(Stored items)
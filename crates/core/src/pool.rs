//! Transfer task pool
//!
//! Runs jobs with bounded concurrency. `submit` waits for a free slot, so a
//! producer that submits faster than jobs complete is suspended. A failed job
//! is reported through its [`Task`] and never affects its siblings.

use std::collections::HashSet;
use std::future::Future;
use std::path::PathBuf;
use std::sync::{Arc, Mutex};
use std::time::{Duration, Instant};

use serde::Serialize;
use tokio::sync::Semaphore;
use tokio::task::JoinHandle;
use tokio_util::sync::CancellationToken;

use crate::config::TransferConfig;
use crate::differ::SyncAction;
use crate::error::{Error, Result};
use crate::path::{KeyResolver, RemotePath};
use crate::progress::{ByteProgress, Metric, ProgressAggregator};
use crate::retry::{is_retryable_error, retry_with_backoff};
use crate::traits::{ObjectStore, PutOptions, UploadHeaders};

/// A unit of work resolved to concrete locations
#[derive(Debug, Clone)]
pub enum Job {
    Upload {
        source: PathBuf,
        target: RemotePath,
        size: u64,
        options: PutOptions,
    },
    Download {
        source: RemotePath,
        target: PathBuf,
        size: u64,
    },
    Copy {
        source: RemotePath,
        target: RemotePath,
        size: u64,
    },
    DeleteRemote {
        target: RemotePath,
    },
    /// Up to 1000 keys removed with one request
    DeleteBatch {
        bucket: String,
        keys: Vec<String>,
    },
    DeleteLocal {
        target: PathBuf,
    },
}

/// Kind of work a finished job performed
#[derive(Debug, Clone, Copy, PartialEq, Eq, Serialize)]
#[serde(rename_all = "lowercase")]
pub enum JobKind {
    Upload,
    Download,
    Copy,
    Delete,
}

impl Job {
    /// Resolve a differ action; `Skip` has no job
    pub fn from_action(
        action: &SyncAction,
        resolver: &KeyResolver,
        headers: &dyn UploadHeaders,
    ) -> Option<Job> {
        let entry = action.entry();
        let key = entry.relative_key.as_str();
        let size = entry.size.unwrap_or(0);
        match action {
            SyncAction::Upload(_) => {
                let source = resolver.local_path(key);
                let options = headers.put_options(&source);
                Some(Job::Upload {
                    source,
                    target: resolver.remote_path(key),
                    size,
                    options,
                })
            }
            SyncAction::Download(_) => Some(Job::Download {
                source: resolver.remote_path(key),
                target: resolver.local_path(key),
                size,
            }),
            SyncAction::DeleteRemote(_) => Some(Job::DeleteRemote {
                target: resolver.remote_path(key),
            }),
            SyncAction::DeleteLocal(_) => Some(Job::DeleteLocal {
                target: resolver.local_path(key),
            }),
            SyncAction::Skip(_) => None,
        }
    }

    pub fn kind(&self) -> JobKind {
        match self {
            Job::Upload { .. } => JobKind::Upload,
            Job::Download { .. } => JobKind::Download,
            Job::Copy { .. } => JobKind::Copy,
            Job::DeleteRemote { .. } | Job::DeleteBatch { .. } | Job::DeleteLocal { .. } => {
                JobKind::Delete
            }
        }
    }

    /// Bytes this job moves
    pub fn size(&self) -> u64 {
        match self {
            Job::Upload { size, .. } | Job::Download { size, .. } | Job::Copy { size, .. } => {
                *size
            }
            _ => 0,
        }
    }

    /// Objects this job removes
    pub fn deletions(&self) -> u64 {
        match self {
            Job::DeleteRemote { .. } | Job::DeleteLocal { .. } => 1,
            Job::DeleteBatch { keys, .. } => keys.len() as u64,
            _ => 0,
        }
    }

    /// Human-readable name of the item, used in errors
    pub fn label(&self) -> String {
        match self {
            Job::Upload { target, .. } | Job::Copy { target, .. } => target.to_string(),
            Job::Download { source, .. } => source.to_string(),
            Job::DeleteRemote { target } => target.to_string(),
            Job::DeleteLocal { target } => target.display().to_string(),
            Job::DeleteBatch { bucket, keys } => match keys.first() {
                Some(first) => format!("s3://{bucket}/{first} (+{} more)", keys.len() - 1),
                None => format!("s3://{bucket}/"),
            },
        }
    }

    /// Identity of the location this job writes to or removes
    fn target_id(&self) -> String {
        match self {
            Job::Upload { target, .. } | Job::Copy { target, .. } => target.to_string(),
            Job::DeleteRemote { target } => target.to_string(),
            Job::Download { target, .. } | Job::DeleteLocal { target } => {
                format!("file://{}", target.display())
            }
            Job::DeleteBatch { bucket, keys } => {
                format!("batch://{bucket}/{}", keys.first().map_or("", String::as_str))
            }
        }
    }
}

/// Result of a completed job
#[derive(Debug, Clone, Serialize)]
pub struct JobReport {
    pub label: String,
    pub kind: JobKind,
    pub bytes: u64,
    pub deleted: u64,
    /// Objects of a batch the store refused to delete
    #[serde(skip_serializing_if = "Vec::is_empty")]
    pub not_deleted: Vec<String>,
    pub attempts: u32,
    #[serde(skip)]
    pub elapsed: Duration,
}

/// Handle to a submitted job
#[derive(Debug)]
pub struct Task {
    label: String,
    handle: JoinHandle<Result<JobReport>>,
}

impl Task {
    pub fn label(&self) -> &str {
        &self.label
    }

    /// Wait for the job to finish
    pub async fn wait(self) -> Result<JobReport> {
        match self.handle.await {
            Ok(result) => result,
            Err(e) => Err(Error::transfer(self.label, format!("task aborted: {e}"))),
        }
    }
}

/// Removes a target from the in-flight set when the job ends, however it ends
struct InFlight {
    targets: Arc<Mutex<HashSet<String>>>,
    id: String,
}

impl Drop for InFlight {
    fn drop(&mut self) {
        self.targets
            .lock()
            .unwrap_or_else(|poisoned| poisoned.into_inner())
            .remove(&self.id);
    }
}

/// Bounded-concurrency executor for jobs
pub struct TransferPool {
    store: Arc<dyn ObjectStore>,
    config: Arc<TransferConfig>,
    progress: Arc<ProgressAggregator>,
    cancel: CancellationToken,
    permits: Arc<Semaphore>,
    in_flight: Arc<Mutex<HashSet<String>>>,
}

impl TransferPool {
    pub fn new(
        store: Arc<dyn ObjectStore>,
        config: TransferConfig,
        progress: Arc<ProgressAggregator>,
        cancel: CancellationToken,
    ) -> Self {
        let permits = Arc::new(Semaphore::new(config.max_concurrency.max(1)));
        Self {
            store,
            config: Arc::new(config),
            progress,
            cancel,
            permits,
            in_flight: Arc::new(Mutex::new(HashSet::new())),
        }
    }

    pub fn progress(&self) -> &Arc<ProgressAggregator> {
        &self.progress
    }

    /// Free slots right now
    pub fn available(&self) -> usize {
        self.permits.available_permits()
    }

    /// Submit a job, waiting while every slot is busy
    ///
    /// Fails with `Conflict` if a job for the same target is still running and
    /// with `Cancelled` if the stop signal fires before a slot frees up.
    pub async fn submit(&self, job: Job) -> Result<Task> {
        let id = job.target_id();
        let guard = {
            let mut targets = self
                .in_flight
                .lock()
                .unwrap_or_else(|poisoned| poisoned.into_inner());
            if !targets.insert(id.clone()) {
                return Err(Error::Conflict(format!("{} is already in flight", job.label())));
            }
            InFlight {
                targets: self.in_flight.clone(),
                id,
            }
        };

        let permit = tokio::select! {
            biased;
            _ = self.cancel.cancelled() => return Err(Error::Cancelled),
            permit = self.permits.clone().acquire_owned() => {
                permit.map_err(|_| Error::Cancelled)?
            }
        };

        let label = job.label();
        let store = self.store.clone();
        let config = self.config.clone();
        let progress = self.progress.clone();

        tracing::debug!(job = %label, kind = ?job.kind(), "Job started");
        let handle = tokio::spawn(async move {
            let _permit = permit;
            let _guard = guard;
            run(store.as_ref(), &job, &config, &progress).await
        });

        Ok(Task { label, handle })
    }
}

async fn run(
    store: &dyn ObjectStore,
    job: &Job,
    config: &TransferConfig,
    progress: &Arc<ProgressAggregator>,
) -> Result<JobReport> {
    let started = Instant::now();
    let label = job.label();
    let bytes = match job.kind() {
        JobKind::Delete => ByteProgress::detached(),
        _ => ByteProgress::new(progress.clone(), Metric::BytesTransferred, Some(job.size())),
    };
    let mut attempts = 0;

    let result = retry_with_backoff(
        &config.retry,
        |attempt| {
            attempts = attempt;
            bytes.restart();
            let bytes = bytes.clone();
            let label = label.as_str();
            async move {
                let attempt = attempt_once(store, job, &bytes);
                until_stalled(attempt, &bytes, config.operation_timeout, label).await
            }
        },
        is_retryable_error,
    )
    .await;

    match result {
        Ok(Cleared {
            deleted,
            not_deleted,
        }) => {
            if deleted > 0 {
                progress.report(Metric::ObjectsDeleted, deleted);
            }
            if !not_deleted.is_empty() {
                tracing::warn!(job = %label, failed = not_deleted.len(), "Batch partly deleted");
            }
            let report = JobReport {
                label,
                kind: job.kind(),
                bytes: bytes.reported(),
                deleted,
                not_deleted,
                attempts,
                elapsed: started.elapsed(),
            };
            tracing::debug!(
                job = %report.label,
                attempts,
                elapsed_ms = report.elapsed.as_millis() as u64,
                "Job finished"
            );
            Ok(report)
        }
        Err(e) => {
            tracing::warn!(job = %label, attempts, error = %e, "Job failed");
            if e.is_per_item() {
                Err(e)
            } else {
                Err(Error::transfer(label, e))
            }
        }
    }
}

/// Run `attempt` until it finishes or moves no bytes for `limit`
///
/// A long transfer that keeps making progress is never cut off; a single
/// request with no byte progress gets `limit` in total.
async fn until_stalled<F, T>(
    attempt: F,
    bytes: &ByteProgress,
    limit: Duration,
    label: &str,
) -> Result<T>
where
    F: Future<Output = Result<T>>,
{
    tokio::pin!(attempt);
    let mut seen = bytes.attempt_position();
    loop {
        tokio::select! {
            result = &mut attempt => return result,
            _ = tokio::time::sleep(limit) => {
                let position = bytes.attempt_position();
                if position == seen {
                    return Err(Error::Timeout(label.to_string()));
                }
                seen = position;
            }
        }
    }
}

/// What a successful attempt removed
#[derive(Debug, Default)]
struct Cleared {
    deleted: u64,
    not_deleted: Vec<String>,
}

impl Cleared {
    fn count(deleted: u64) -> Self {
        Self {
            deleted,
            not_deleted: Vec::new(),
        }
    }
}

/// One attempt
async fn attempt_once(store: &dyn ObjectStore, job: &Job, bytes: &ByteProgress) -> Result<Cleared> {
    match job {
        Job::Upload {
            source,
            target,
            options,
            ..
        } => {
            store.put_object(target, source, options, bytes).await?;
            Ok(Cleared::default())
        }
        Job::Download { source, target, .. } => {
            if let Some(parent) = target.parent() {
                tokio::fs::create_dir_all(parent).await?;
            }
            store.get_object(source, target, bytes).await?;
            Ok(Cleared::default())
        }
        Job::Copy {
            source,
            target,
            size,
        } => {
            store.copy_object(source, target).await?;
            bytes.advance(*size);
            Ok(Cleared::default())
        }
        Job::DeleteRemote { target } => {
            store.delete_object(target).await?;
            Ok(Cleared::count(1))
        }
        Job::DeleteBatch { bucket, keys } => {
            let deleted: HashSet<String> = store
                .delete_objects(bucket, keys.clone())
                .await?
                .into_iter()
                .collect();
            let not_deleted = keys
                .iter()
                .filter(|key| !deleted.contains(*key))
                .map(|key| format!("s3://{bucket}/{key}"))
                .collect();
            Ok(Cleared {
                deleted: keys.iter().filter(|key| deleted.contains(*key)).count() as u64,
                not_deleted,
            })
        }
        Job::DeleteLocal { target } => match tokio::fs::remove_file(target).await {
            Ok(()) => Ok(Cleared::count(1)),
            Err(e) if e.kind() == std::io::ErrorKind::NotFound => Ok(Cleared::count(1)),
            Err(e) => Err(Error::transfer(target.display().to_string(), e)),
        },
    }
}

What is needed: What you give back should be only the lines of the records above, starting at the line with "tokio::fs::create_dir_all(parent).await?;" and ending at the line with "store.copy_object(source, target).await?;", restated word for word.

Completed task:
                tokio::fs::create_dir_all(parent).await?;
            }
            store.get_object(source, target, bytes).await?;
            Ok(Cleared::default())
        }
        Job::Copy {
            source,
            target,
            size,
        } => {
            store.copy_object(source, target).await?;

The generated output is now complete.